O direito de superfície pode transferir-se a terceiros e, por morte do superficiário, aos


seus herdeiros. Afinal, a propriedade superficiária, recaindo sobre bem jurídico
independente, afigura-se propriedade autônoma.

Direito de preferência

Art. 1.373. Em caso de alienação do imóvel ou do direito de superfície, o superficiário


ou o proprietário tem direito de preferência, em igualdade de condições.
Em caso de alienação do terreno, o superficiário tem direito de preferência, em
igualdade de condições.

Já em caso de alienação do direito de superfície, o proprietário (fundeiro) tem direito de


preferência, em igualdade de condições.

Obs.: Parte da doutrina ressalta que “o direito de preferência não se aplica quando a
transmissão for gratuita ou tiver por objeto a permuta por bens infungíveis, uma vez que
nessas hipóteses não se mostra viável igualar a oferta do adquirente” – Tepedino.

Qual seria a consequência do descumprimento do direito de preferência?

Não indenização pelas acessões ao fim do contrato:

Art. 1.375. Extinta a concessão, o proprietário passará a ter a propriedade plena sobre o
terreno, construção ou plantação, independentemente de indenização, se as partes não
houverem estipulado o contrário.

Extinta a concessão, o proprietário passará a ter a propriedade plena sobre o terreno,


construção ou plantação, independentemente de indenização, se as partes não houverem
estipulado o contrário.

Muitas das vezes, essa é a principal vantagem para o fundeiro.


Caso concreto:

Matheus celebrou com Pendotiba Empreendimento Ltda. Um contrato concedendo o


direito de superfície de determinado terreno de sua propriedade, pelo prazo de 25 anos,
mediante o pagamento de um valor mensal de R$ 10.000,00. Com o passar dos anos, a
região se valorizou e Matheus solicitou um aumento no valor pago (solarium), havendo
recusa por parte da empresa. Diante disso, Matheus ajuizou ação judicial alegando, em
síntese, que o contrato de concessão de direito de superfície encontra-se em total
desequilíbrio financeiro (em função da valorização da região comercial de Niterói),
requerendo a revisão do contrato celebrado, para reajustar o valor das mensalidades ao
valor do mercado atual. Como você decidiria?

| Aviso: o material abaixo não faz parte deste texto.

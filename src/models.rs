//! Request and response models for the REST API.

use crate::aggregation::{OpenInterestAggregate, StrikeOiMap};
use crate::instrument::{Currency, ExpiryKey};
use crate::max_pain::MaxPain;
use rust_decimal::prelude::ToPrimitive;
use serde::{Deserialize, Serialize};
use utoipa::{IntoParams, ToSchema};

/// Currency used when a request does not name one.
pub const DEFAULT_CURRENCY: &str = "BTC";

/// Health check response.
#[derive(Debug, Clone, Serialize, Deserialize, ToSchema)]
pub struct HealthResponse {
    /// Service status.
    pub status: String,
    /// Service version.
    pub version: String,
}

/// Service status response.
#[derive(Debug, Clone, Serialize, Deserialize, ToSchema)]
pub struct StatusResponse {
    /// Always `true` while the process serves requests.
    pub ok: bool,
    /// Entries currently held by the response cache.
    pub cache_size: usize,
    /// Cache time-to-live in milliseconds.
    pub cache_ttl_ms: u64,
    /// Configured log level.
    pub log_level: String,
    /// Server time in epoch milliseconds.
    pub ts: i64,
}

/// Query of `GET /api/expiries`.
#[derive(Debug, Clone, Default, Deserialize, IntoParams)]
pub struct ExpiriesQuery {
    /// `BTC` or `ETH`, case-insensitive. Defaults to `BTC`.
    pub currency: Option<String>,
}

/// Query of `GET /api/oi`.
#[derive(Debug, Clone, Default, Deserialize, IntoParams)]
pub struct OpenInterestQuery {
    /// `BTC` or `ETH`, case-insensitive. Defaults to `BTC`.
    pub currency: Option<String>,
    /// Expiry day, `YYYY-MM-DD`.
    pub expiry: Option<String>,
}

/// Expiry dates listed for a currency.
#[derive(Debug, Clone, Serialize, ToSchema)]
pub struct ExpiriesResponse {
    /// Currency symbol.
    #[schema(value_type = String, example = "BTC")]
    pub currency: Currency,
    /// Expiry days, earliest first.
    #[schema(value_type = Vec<String>, example = json!(["2025-08-29", "2025-09-26"]))]
    pub expiries: Vec<ExpiryKey>,
}

/// Open interest distribution and max pain of one expiry.
#[derive(Debug, Clone, Serialize, ToSchema)]
pub struct OpenInterestResponse {
    /// Currency symbol.
    #[schema(value_type = String, example = "BTC")]
    pub currency: Currency,
    /// Expiry day.
    #[schema(value_type = String, example = "2025-08-29")]
    pub expiry: ExpiryKey,
    /// Underlying price, 0 when unknown.
    pub underlying: f64,
    /// Total call open interest.
    pub call_open_interest: f64,
    /// Total put open interest.
    pub put_open_interest: f64,
    /// Call plus put open interest.
    pub total_open_interest: f64,
    /// Calls over puts (puts floored at 1), 0 without open interest.
    pub call_put_ratio: f64,
    /// Underlying price times total open interest.
    pub notional_value_est: f64,
    /// Max pain strike, null without strikes.
    pub max_pain_price: Option<f64>,
    /// Every strike with open interest, ascending.
    pub strikes: Vec<f64>,
    /// Strike → call open interest.
    #[schema(value_type = Object)]
    pub call_by_strike: StrikeOiMap,
    /// Strike → put open interest.
    #[schema(value_type = Object)]
    pub put_by_strike: StrikeOiMap,
}

impl OpenInterestResponse {
    /// Builds the report of one expiry from its aggregate and max pain.
    #[must_use]
    pub fn from_aggregate(
        currency: Currency,
        expiry: ExpiryKey,
        aggregate: OpenInterestAggregate,
        max_pain: MaxPain,
    ) -> Self {
        let underlying = aggregate.underlying_price.unwrap_or(0.0);
        let call_oi = aggregate.total_call_oi;
        let put_oi = aggregate.total_put_oi;
        let total_oi = aggregate.total_oi();

        let call_put_ratio = if total_oi != 0.0 {
            call_oi / put_oi.max(1.0)
        } else {
            0.0
        };

        let strikes = aggregate
            .strikes()
            .iter()
            .filter_map(ToPrimitive::to_f64)
            .collect();

        Self {
            currency,
            expiry,
            underlying,
            call_open_interest: call_oi,
            put_open_interest: put_oi,
            total_open_interest: total_oi,
            call_put_ratio,
            notional_value_est: underlying * total_oi,
            max_pain_price: max_pain.price.and_then(|p| p.to_f64()),
            strikes,
            call_by_strike: aggregate.call_by_strike,
            put_by_strike: aggregate.put_by_strike,
        }
    }
}

#[cfg(test)]
mod tests {
    use super::*;
    use rust_decimal_macros::dec;

    fn expiry() -> ExpiryKey {
        ExpiryKey::parse("2025-08-29").unwrap()
    }

    fn sample_aggregate() -> OpenInterestAggregate {
        OpenInterestAggregate {
            call_by_strike: StrikeOiMap::from([(dec!(60000), 10.0), (dec!(70000), 3.0)]),
            put_by_strike: StrikeOiMap::from([(dec!(60000), 5.0)]),
            total_call_oi: 13.0,
            total_put_oi: 5.0,
            underlying_price: Some(64_000.0),
        }
    }

    #[test]
    fn test_report_figures() {
        let max_pain = MaxPain {
            price: Some(dec!(60000)),
            loss: 0.0,
        };
        let report =
            OpenInterestResponse::from_aggregate(Currency::Btc, expiry(), sample_aggregate(), max_pain);

        assert_eq!(report.underlying, 64_000.0);
        assert_eq!(report.total_open_interest, 18.0);
        assert_eq!(report.call_put_ratio, 13.0 / 5.0);
        assert_eq!(report.notional_value_est, 64_000.0 * 18.0);
        assert_eq!(report.max_pain_price, Some(60_000.0));
        assert_eq!(report.strikes, vec![60_000.0, 70_000.0]);
    }

    #[test]
    fn test_report_serialization_shape() {
        let max_pain = MaxPain {
            price: Some(dec!(60000)),
            loss: 0.0,
        };
        let report =
            OpenInterestResponse::from_aggregate(Currency::Btc, expiry(), sample_aggregate(), max_pain);

        let json = serde_json::to_value(&report).unwrap();
        assert_eq!(json["currency"], "BTC");
        assert_eq!(json["expiry"], "2025-08-29");
        assert_eq!(json["max_pain_price"], 60000.0);
        assert_eq!(json["call_by_strike"]["60000"], 10.0);
        assert_eq!(json["call_by_strike"]["70000"], 3.0);
        assert_eq!(json["put_by_strike"]["60000"], 5.0);
        assert_eq!(json["strikes"], serde_json::json!([60000.0, 70000.0]));
    }

    #[test]
    fn test_ratio_floors_puts_at_one() {
        let aggregate = OpenInterestAggregate {
            call_by_strike: StrikeOiMap::from([(dec!(100), 0.5)]),
            put_by_strike: StrikeOiMap::from([(dec!(100), 0.25)]),
            total_call_oi: 0.5,
            total_put_oi: 0.25,
            underlying_price: None,
        };

        let report = OpenInterestResponse::from_aggregate(
            Currency::Eth,
            expiry(),
            aggregate,
            MaxPain::EMPTY,
        );
        assert_eq!(report.call_put_ratio, 0.5);
        assert_eq!(report.underlying, 0.0);
        assert_eq!(report.notional_value_est, 0.0);
    }

    #[test]
    fn test_empty_report() {
        let report = OpenInterestResponse::from_aggregate(
            Currency::Btc,
            expiry(),
            OpenInterestAggregate::default(),
            MaxPain::EMPTY,
        );

        assert_eq!(report.call_put_ratio, 0.0);
        assert_eq!(report.max_pain_price, None);
        assert!(report.strikes.is_empty());

        let json = serde_json::to_value(&report).unwrap();
        assert!(json["max_pain_price"].is_null());
        assert_eq!(json["call_by_strike"], serde_json::json!({}));
    }

    #[test]
    fn test_expiries_response_serialization() {
        let response = ExpiriesResponse {
            currency: Currency::Eth,
            expiries: vec![expiry()],
        };

        let json = serde_json::to_string(&response).unwrap();
        assert_eq!(json, r#"{"currency":"ETH","expiries":["2025-08-29"]}"#);
    }

    #[test]
    fn test_query_deserialization() {
        let query: OpenInterestQuery =
            serde_json::from_str(r#"{"currency": "eth", "expiry": "2025-08-29"}"#).unwrap();
        assert_eq!(query.currency.as_deref(), Some("eth"));
        assert_eq!(query.expiry.as_deref(), Some("2025-08-29"));

        let query: ExpiriesQuery = serde_json::from_str("{}").unwrap();
        assert!(query.currency.is_none());
    }
}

Extinção da concessão (deve haver o cancelamento do registro no RGI – art. 172, LRP)

 Pelo fim do prazo da concessão


 Por morte do superficiário, caso não tenha herdeiros.
 Se o superficiário der ao terreno destinação diversa daquela para a qual lhe foi
concedida.
 Em caso de desapropriação da propriedade

Art. 1.376. No caso de extinção do direito de superfície em consequência de


desapropriação, a indenização cabe ao proprietário e ao superficiário, no valor
correspondente ao direito real de cada um.

Deve-se avaliar a expressão econômica do direito de superfície separadamente da do


terreno, levando em consideração, entre outros fatores, o prazo restante da
concessão, o valor das construções ou plantações realizadas e as perspectivas de
geração de caixa decorrentes da exploração da concessão.

A doutrina entende que as hipóteses de extinção previstas em lei são


exemplificativas, podendo haver outras, como, por exemplo: violação dos deveres
do superficiário, acordo entre as partes – “distrato”, consolidação (fusão, na mesma
pessoa, das qualidades de fundeiro e superficiário).